A pivotal linchpin

The shoulder is the most flexible joint in the human body with largest range of motion. Consisting of the humeral head and the shoulder blade, it connects the arm to the torso.

As humans evolved from a four-legged to a two-legged gait, the position of the shoulder blade on the rib cage changed. The shoulder blade, and thus the position of the entire upper extremity, has migrated backward and downward. This has fundamentally changed the biomechanics of the joint and provided greater range of motion. Thanks to a controlled flow of movements, humans are capable of performing very precise and powerful activities with their upper extremities. This made it possible for men to both make and throw e.g. a spear for hunting with a high degree of acceleration and accuracy.

This has given humans advantages over other species throughout evolutionary history. Primates, such as the chimpanzee, have much more power, but they can’t throw nearly as precisely and quickly as humans. This made men successful hunters, which probably had a significant influence on our continued development.

However, the extreme mobility of the shoulder also makes it prone to wear, tear and injury. In everyday life, at work, but also during sports, this powerful but fragile joint withstands incredibly high strain.

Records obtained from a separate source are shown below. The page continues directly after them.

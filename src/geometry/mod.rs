use glam::DVec2;

use crate::error::Error;

/// Counter-clockwise rotation of a vector by `angle` radians.
pub fn rotate_vec(v: DVec2, angle: f64) -> DVec2 {
    let (s, c) = angle.sin_cos();
    DVec2::new(c * v.x - s * v.y, s * v.x + c * v.y)
}

/// Right-handed perpendicular, `(y, -x)`. For a CCW contour traversal this
/// points out of the enclosed region.
pub fn normal_vec(v: DVec2) -> DVec2 {
    DVec2::new(v.y, -v.x)
}

/// Half-line from `origin` along the unit direction `dir`.
#[derive(Clone, Copy, Debug)]
pub struct Ray2 {
    pub origin: DVec2,
    pub dir: DVec2,
}

impl Ray2 {
    pub fn new(origin: DVec2, dir: DVec2) -> Self {
        Self {
            origin,
            dir: dir.normalize(),
        }
    }

    pub fn point_at(&self, t: f64) -> DVec2 {
        self.origin + t * self.dir
    }
}

/// Axis-aligned bounding box used for broad-phase cell queries.
#[derive(Clone, Copy, Debug)]
pub struct Aabb {
    pub min: DVec2,
    pub max: DVec2,
}

impl Aabb {
    pub fn contains(&self, p: DVec2) -> bool {
        p.x >= self.min.x && p.x <= self.max.x && p.y >= self.min.y && p.y <= self.max.y
    }
}

#[derive(Clone, Debug)]
pub struct Circle {
    pub center: DVec2,
    pub radius: f64,
}

/// Simple polygon with CCW vertex ordering. Orientation is enforced and
/// self-intersecting input is rejected at construction.
#[derive(Clone, Debug)]
pub struct Polygon {
    verts: Vec<DVec2>,
    centroid: DVec2,
    area: f64,
}

impl Polygon {
    pub fn new(mut verts: Vec<DVec2>) -> Result<Self, Error> {
        if verts.len() < 3 {
            return Err(Error::GeometryDegenerate(format!(
                "polygon needs at least 3 vertices, got {}",
                verts.len()
            )));
        }

        let signed = signed_area(&verts);
        if signed < 0.0 {
            verts.reverse();
        }

        let area = signed.abs();
        if area < 1e-14 {
            return Err(Error::GeometryDegenerate("zero-area polygon".to_string()));
        }

        if is_self_intersecting(&verts) {
            return Err(Error::GeometryDegenerate(
                "self-intersecting polygon".to_string(),
            ));
        }

        let centroid = polygon_centroid(&verts, signed_area(&verts));

        Ok(Self {
            verts,
            centroid,
            area,
        })
    }

    /// Axis-aligned rectangle centered on `center`.
    pub fn rectangle(center: DVec2, width: f64, height: f64) -> Result<Self, Error> {
        let (hw, hh) = (width / 2.0, height / 2.0);
        Self::new(vec![
            center + DVec2::new(-hw, -hh),
            center + DVec2::new(hw, -hh),
            center + DVec2::new(hw, hh),
            center + DVec2::new(-hw, hh),
        ])
    }

    pub fn vertices(&self) -> &[DVec2] {
        &self.verts
    }

    fn edges(&self) -> impl Iterator<Item = (DVec2, DVec2)> + '_ {
        let n = self.verts.len();
        (0..n).map(move |i| (self.verts[i], self.verts[(i + 1) % n]))
    }
}

fn signed_area(verts: &[DVec2]) -> f64 {
    let n = verts.len();
    let mut sum = 0.0;
    for i in 0..n {
        let a = verts[i];
        let b = verts[(i + 1) % n];
        sum += a.x * b.y - b.x * a.y;
    }
    sum / 2.0
}

fn polygon_centroid(verts: &[DVec2], signed: f64) -> DVec2 {
    let n = verts.len();
    let mut cx = 0.0;
    let mut cy = 0.0;
    for i in 0..n {
        let a = verts[i];
        let b = verts[(i + 1) % n];
        let cross = a.x * b.y - b.x * a.y;
        cx += (a.x + b.x) * cross;
        cy += (a.y + b.y) * cross;
    }
    DVec2::new(cx, cy) / (6.0 * signed)
}

/// Segment-segment proper intersection, excluding shared endpoints.
fn segments_cross(p1: DVec2, p2: DVec2, q1: DVec2, q2: DVec2) -> bool {
    let d = |a: DVec2, b: DVec2, c: DVec2| (b - a).perp_dot(c - a);
    let d1 = d(q1, q2, p1);
    let d2 = d(q1, q2, p2);
    let d3 = d(p1, p2, q1);
    let d4 = d(p1, p2, q2);
    d1 * d2 < 0.0 && d3 * d4 < 0.0
}

fn is_self_intersecting(verts: &[DVec2]) -> bool {
    let n = verts.len();
    for i in 0..n {
        let (a1, a2) = (verts[i], verts[(i + 1) % n]);
        for j in i + 1..n {
            // Adjacent edges share an endpoint, skip them
            if j == i || (j + 1) % n == i || (i + 1) % n == j {
                continue;
            }
            let (b1, b2) = (verts[j], verts[(j + 1) % n]);
            if segments_cross(a1, a2, b1, b2) {
                return true;
            }
        }
    }
    false
}

fn nearest_point_on_segment(p: DVec2, a: DVec2, b: DVec2) -> DVec2 {
    let ab = b - a;
    let len_sq = ab.length_squared();
    if len_sq < 1e-28 {
        return a;
    }
    let t = ((p - a).dot(ab) / len_sq).clamp(0.0, 1.0);
    a + t * ab
}

/// A rigid body outline: a circle or a simple CCW polygon. Both variants
/// answer the same set of geometric queries.
#[derive(Clone, Debug)]
pub enum Shape {
    Circle(Circle),
    Polygon(Polygon),
}

impl Shape {
    pub fn circle(center: DVec2, radius: f64) -> Result<Self, Error> {
        if radius <= 0.0 {
            return Err(Error::GeometryDegenerate(format!(
                "circle radius must be positive, got {radius}"
            )));
        }
        Ok(Shape::Circle(Circle { center, radius }))
    }

    pub fn polygon(verts: Vec<DVec2>) -> Result<Self, Error> {
        Ok(Shape::Polygon(Polygon::new(verts)?))
    }

    pub fn centroid(&self) -> DVec2 {
        match self {
            Shape::Circle(c) => c.center,
            Shape::Polygon(p) => p.centroid,
        }
    }

    pub fn area(&self) -> f64 {
        match self {
            Shape::Circle(c) => std::f64::consts::PI * c.radius * c.radius,
            Shape::Polygon(p) => p.area,
        }
    }

    /// Polar second moment of area about the centroid, for rigid-body
    /// rotation (multiply by density for the mass moment of inertia).
    pub fn second_moment_area(&self) -> f64 {
        match self {
            Shape::Circle(c) => std::f64::consts::PI * c.radius.powi(4) / 2.0,
            Shape::Polygon(p) => {
                // Shoelace-type sums for Ix + Iy about the origin, then
                // shifted to the centroid with the parallel-axis theorem.
                let mut ix = 0.0;
                let mut iy = 0.0;
                for (a, b) in p.edges() {
                    let cross = a.perp_dot(b);
                    ix += cross * (a.y * a.y + a.y * b.y + b.y * b.y);
                    iy += cross * (a.x * a.x + a.x * b.x + b.x * b.x);
                }
                let j_origin = (ix + iy) / 12.0;
                j_origin.abs() - p.area * p.centroid.length_squared()
            }
        }
    }

    pub fn aabb(&self) -> Aabb {
        match self {
            Shape::Circle(c) => Aabb {
                min: c.center - DVec2::splat(c.radius),
                max: c.center + DVec2::splat(c.radius),
            },
            Shape::Polygon(p) => {
                let mut min = DVec2::splat(f64::INFINITY);
                let mut max = DVec2::splat(f64::NEG_INFINITY);
                for v in &p.verts {
                    min = min.min(*v);
                    max = max.max(*v);
                }
                Aabb { min, max }
            }
        }
    }

    pub fn is_inside(&self, p: DVec2) -> bool {
        match self {
            Shape::Circle(c) => (p - c.center).length_squared() < c.radius * c.radius,
            Shape::Polygon(poly) => {
                // Crossing-number test
                let mut inside = false;
                for (a, b) in poly.edges() {
                    if (a.y > p.y) != (b.y > p.y) {
                        let x_int = a.x + (p.y - a.y) / (b.y - a.y) * (b.x - a.x);
                        if p.x < x_int {
                            inside = !inside;
                        }
                    }
                }
                inside
            }
        }
    }

    /// Closest point on the shape boundary to `p`.
    pub fn nearest_intersect(&self, p: DVec2) -> DVec2 {
        match self {
            Shape::Circle(c) => {
                let d = p - c.center;
                let len = d.length();
                if len < 1e-14 {
                    c.center + DVec2::new(c.radius, 0.0)
                } else {
                    c.center + d * (c.radius / len)
                }
            }
            Shape::Polygon(poly) => {
                let mut best = poly.verts[0];
                let mut best_d = f64::INFINITY;
                for (a, b) in poly.edges() {
                    let q = nearest_point_on_segment(p, a, b);
                    let d = (q - p).length_squared();
                    if d < best_d {
                        best_d = d;
                        best = q;
                    }
                }
                best
            }
        }
    }

    /// Unit outward normal of the boundary nearest to `p`.
    pub fn nearest_edge_normal(&self, p: DVec2) -> DVec2 {
        match self {
            Shape::Circle(c) => {
                let d = p - c.center;
                let len = d.length();
                if len < 1e-14 {
                    DVec2::X
                } else {
                    d / len
                }
            }
            Shape::Polygon(poly) => {
                let mut best_n = DVec2::X;
                let mut best_d = f64::INFINITY;
                for (a, b) in poly.edges() {
                    let q = nearest_point_on_segment(p, a, b);
                    let d = (q - p).length_squared();
                    if d < best_d {
                        best_d = d;
                        best_n = normal_vec(b - a).normalize();
                    }
                }
                best_n
            }
        }
    }

    /// Ray-boundary intersection points, ordered by ray parameter.
    pub fn intersections(&self, ray: &Ray2) -> Vec<DVec2> {
        let mut ts: Vec<f64> = Vec::new();

        match self {
            Shape::Circle(c) => {
                let oc = ray.origin - c.center;
                let b = oc.dot(ray.dir);
                let disc = b * b - (oc.length_squared() - c.radius * c.radius);
                if disc >= 0.0 {
                    let sq = disc.sqrt();
                    for t in [-b - sq, -b + sq] {
                        if t >= 0.0 {
                            ts.push(t);
                        }
                    }
                }
            }
            Shape::Polygon(poly) => {
                for (a, b) in poly.edges() {
                    let e = b - a;
                    let denom = ray.dir.perp_dot(e);
                    if denom.abs() < 1e-14 {
                        continue;
                    }
                    let ao = a - ray.origin;
                    let t = ao.perp_dot(e) / denom;
                    let s = ao.perp_dot(ray.dir) / denom;
                    if t >= 0.0 && (0.0..=1.0).contains(&s) {
                        ts.push(t);
                    }
                }
            }
        }

        ts.sort_by(|a, b| a.partial_cmp(b).unwrap_or(std::cmp::Ordering::Equal));
        ts.dedup_by(|a, b| (*a - *b).abs() < 1e-12);
        ts.iter().map(|&t| ray.point_at(t)).collect()
    }

    /// Scale about the centroid.
    pub fn scale(&mut self, factor: f64) {
        match self {
            Shape::Circle(c) => c.radius *= factor,
            Shape::Polygon(p) => {
                let c = p.centroid;
                for v in &mut p.verts {
                    *v = c + factor * (*v - c);
                }
                p.area *= factor * factor;
            }
        }
    }

    /// Rotate about the centroid by `angle` radians.
    pub fn rotate(&mut self, angle: f64) {
        if let Shape::Polygon(p) = self {
            let c = p.centroid;
            for v in &mut p.verts {
                *v = c + rotate_vec(*v - c, angle);
            }
        }
    }

    pub fn translate(&mut self, dx: DVec2) {
        match self {
            Shape::Circle(c) => c.center += dx,
            Shape::Polygon(p) => {
                for v in &mut p.verts {
                    *v += dx;
                }
                p.centroid += dx;
            }
        }
    }

    pub fn move_to(&mut self, centroid: DVec2) {
        self.translate(centroid - self.centroid());
    }

    pub fn perimeter(&self) -> f64 {
        match self {
            Shape::Circle(c) => 2.0 * std::f64::consts::PI * c.radius,
            Shape::Polygon(p) => p.edges().map(|(a, b)| (b - a).length()).sum(),
        }
    }

    /// Arc-length position of a boundary point along the contour, measured
    /// CCW. Monotone along the contour even on straight edges, which makes
    /// it a total ordering for surface samples.
    pub fn contour_parameter(&self, p: DVec2) -> f64 {
        match self {
            Shape::Circle(c) => {
                let d = p - c.center;
                let theta = d.y.atan2(d.x).rem_euclid(2.0 * std::f64::consts::PI);
                theta * c.radius
            }
            Shape::Polygon(poly) => {
                let mut best = 0.0;
                let mut best_d = f64::INFINITY;
                let mut walked = 0.0;
                for (a, b) in poly.edges() {
                    let q = nearest_point_on_segment(p, a, b);
                    let d = (q - p).length_squared();
                    if d < best_d {
                        best_d = d;
                        best = walked + (q - a).length();
                    }
                    walked += (b - a).length();
                }
                best
            }
        }
    }

    /// Shortest distance between the boundaries of two shapes, clamped at
    /// zero when they touch or overlap.
    pub fn surface_distance(&self, other: &Shape) -> f64 {
        let d = match (self, other) {
            (Shape::Circle(a), Shape::Circle(b)) => {
                (a.center - b.center).length() - a.radius - b.radius
            }
            (Shape::Circle(c), Shape::Polygon(p)) | (Shape::Polygon(p), Shape::Circle(c)) => {
                let mut min_d = f64::INFINITY;
                for (a, b) in p.edges() {
                    let q = nearest_point_on_segment(c.center, a, b);
                    min_d = min_d.min((q - c.center).length() - c.radius);
                }
                min_d
            }
            (Shape::Polygon(a), Shape::Polygon(b)) => {
                let mut min_d = f64::INFINITY;
                for v in &a.verts {
                    let q = other.nearest_intersect(*v);
                    min_d = min_d.min((q - *v).length());
                }
                for v in &b.verts {
                    let q = self.nearest_intersect(*v);
                    min_d = min_d.min((q - *v).length());
                }
                min_d
            }
        };
        d.max(0.0)
    }
}
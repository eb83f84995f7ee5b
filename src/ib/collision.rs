use glam::DVec2;

use crate::geometry::Aabb;
use crate::ib::object::IbObject;

/// Short-range soft-contact model: a stiffness and an interaction range,
/// no state. The repulsion law is `k * max(0, eps - d)^2` along the line of
/// centres.
pub struct CollisionModel {
    pub stiffness: f64,
    pub range: f64,
}

impl Default for CollisionModel {
    fn default() -> Self {
        Self {
            stiffness: 1e-4,
            range: 0.0,
        }
    }
}

impl CollisionModel {
    pub fn new(stiffness: f64, range: f64) -> Self {
        Self { stiffness, range }
    }

    /// Repulsive force on `a` from `b`. Zero for the self pair and outside
    /// the interaction range. Antisymmetric in (a, b), so action equals
    /// reaction.
    pub fn pair_force(&self, a: &IbObject, b: &IbObject) -> DVec2 {
        if a.id == b.id || self.range <= 0.0 {
            return DVec2::ZERO;
        }

        let d = a.shape.surface_distance(&b.shape);
        if d >= self.range {
            return DVec2::ZERO;
        }

        let axis = a.shape.centroid() - b.shape.centroid();
        let len = axis.length();
        if len < 1e-14 {
            return DVec2::ZERO;
        }

        let overlap = self.range - d;
        self.stiffness * overlap * overlap * axis / len
    }

    /// Repulsive force from the nearest domain wall.
    pub fn wall_force(&self, a: &IbObject, bounds: &Aabb) -> DVec2 {
        if self.range <= 0.0 {
            return DVec2::ZERO;
        }

        let bb = a.shape.aabb();
        // (gap to wall, inward direction) for each side of the bounding box
        let walls = [
            (bb.min.x - bounds.min.x, DVec2::X),
            (bounds.max.x - bb.max.x, -DVec2::X),
            (bb.min.y - bounds.min.y, DVec2::Y),
            (bounds.max.y - bb.max.y, -DVec2::Y),
        ];

        let nearest = walls
            .iter()
            .min_by(|a, b| a.0.partial_cmp(&b.0).unwrap_or(std::cmp::Ordering::Equal));

        match nearest {
            Some(&(gap, dir)) if gap < self.range => {
                let overlap = self.range - gap.max(0.0);
                self.stiffness * overlap * overlap * dir
            }
            _ => DVec2::ZERO,
        }
    }
}

#[cfg(test)]
mod tests {
    use super::*;
    use crate::discretization::generator::rectilinear_mesh;
    use crate::geometry::Shape;

    fn body(id: usize, center: DVec2, r: f64) -> (IbObject, crate::discretization::mesh::Mesh) {
        let mut mesh = rectilinear_mesh(4, 4, 4.0, 4.0);
        let fluid = mesh.zones.create_zone("fluid");
        let shape = Shape::circle(center, r).unwrap();
        let obj = IbObject::new(format!("b{id}"), id, shape, 1.0, &mut mesh, fluid);
        (obj, mesh)
    }

    #[test]
    fn newtons_third_law() {
        let (a, _ma) = body(0, DVec2::new(1.0, 1.0), 0.4);
        let (b, _mb) = body(1, DVec2::new(1.7, 1.0), 0.4);
        let model = CollisionModel::new(1e-2, 0.2);

        let f_ab = model.pair_force(&a, &b);
        let f_ba = model.pair_force(&b, &a);
        assert!((f_ab + f_ba).length() < 1e-14);
        assert!(f_ab.length() > 0.0);
        // a is to the left, so it is pushed further left
        assert!(f_ab.x < 0.0);
    }

    #[test]
    fn self_pair_is_skipped() {
        let (a, _m) = body(0, DVec2::new(1.0, 1.0), 0.4);
        let model = CollisionModel::new(1e-2, 0.5);
        assert_eq!(model.pair_force(&a, &a), DVec2::ZERO);
    }

    #[test]
    fn out_of_range_pairs_do_not_interact() {
        let (a, _ma) = body(0, DVec2::new(1.0, 1.0), 0.3);
        let (b, _mb) = body(1, DVec2::new(3.0, 1.0), 0.3);
        let model = CollisionModel::new(1e-2, 0.1);
        assert_eq!(model.pair_force(&a, &b), DVec2::ZERO);
    }

    #[test]
    fn wall_pushes_body_back_inside() {
        let (a, mesh) = body(0, DVec2::new(0.35, 2.0), 0.3);
        let model = CollisionModel::new(1e-2, 0.2);
        let f = model.wall_force(&a, mesh.bounds());
        // Nearest wall is x = 0, force points inward (+x)
        assert!(f.x > 0.0);
        assert!(f.y.abs() < 1e-14);
    }
}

The most common shoulder injuries are:

  • Dislocation of the acromioclavicular joint (AC)
  • Shoulder dislocation
  • Collarbone fracture
  • Humeral head fracture
  • Torn long biceps tendon
  • Tendon rupture

The most common degenerative conditions of the shoulder are:

  • Calcium deposits (calcific tendinitis)
  • Acute and chronic inflammation of the capsule (“frozen shoulder”)
  • Tendinitis
  • Tears in the rotator cuff
  • Arthrosis
  • Nerve compression syndrome

Range of treatments: The shoulder

  • Rotator cuff
  • Calcified shoulder
  • Impingement
  • Fractures
  • Shoulder instability
  • Biceps tendon tears
  • Arthrosis
  • Frozen shoulder
  • AC joint

Special upper extremity disease

Epicondylitis — tennis and golfer’s elbow


Pain at the bony prominence on the outside of the elbow (lateral epicondylitis, tennis elbow) where the tendons attach is usually caused by overloading and repetitive strain. In contrast, ‘golfer’s elbow’ (medial epicondylitis) is caused by a strain of the flexor muscles on the inside of the elbow. In both conditions, increased vascularisation, as an expression of inflammation, and increased protein deposition, as a sign of cell death (necrosis), are evident under the microscope.

Typical symptoms

The area where the affected muscles are attached is typically sensitive to pressure, although there is usually a lack of swelling. When the wrist is bent or extended against resistance, there is severe pain on the inside or outside of the elbow.

Therapy options

  • Active strengthening
    Targeted strength training is an indispensable way to strengthen overstrained muscles and to prevent pain from reoccurring.
  • Stretching
    Regularly stretching the affected muscles minimises tension and positively affects the healing process.
  • Targeted massages
    Self-massage can eliminate muscle stiffness and improve blood circulation.
  • Anti-inflammatory medication
    Either as an ointment, gel or spray on the skin, or taken in pill form, anti-inflammatory drugs contribute greatly to improving symptoms.
  • Shockwave therapy
    Concentrated pressure waves promote local blood circulation, have a beneficial effect on inflammatory processes, and help to relax the muscles.
  • Injections
    For long-lasting pain, the injection of activated autologous blood (ACP) is often a consideration.
  • Braces
    Especially for patients who perform heavy manual activities, braces can be used as a supplement to basic therapy.
  • Surgery
    During surgical procedures, open or arthroscopic, the patellar apex is rounded off. Dead tissue can be removed at the same time.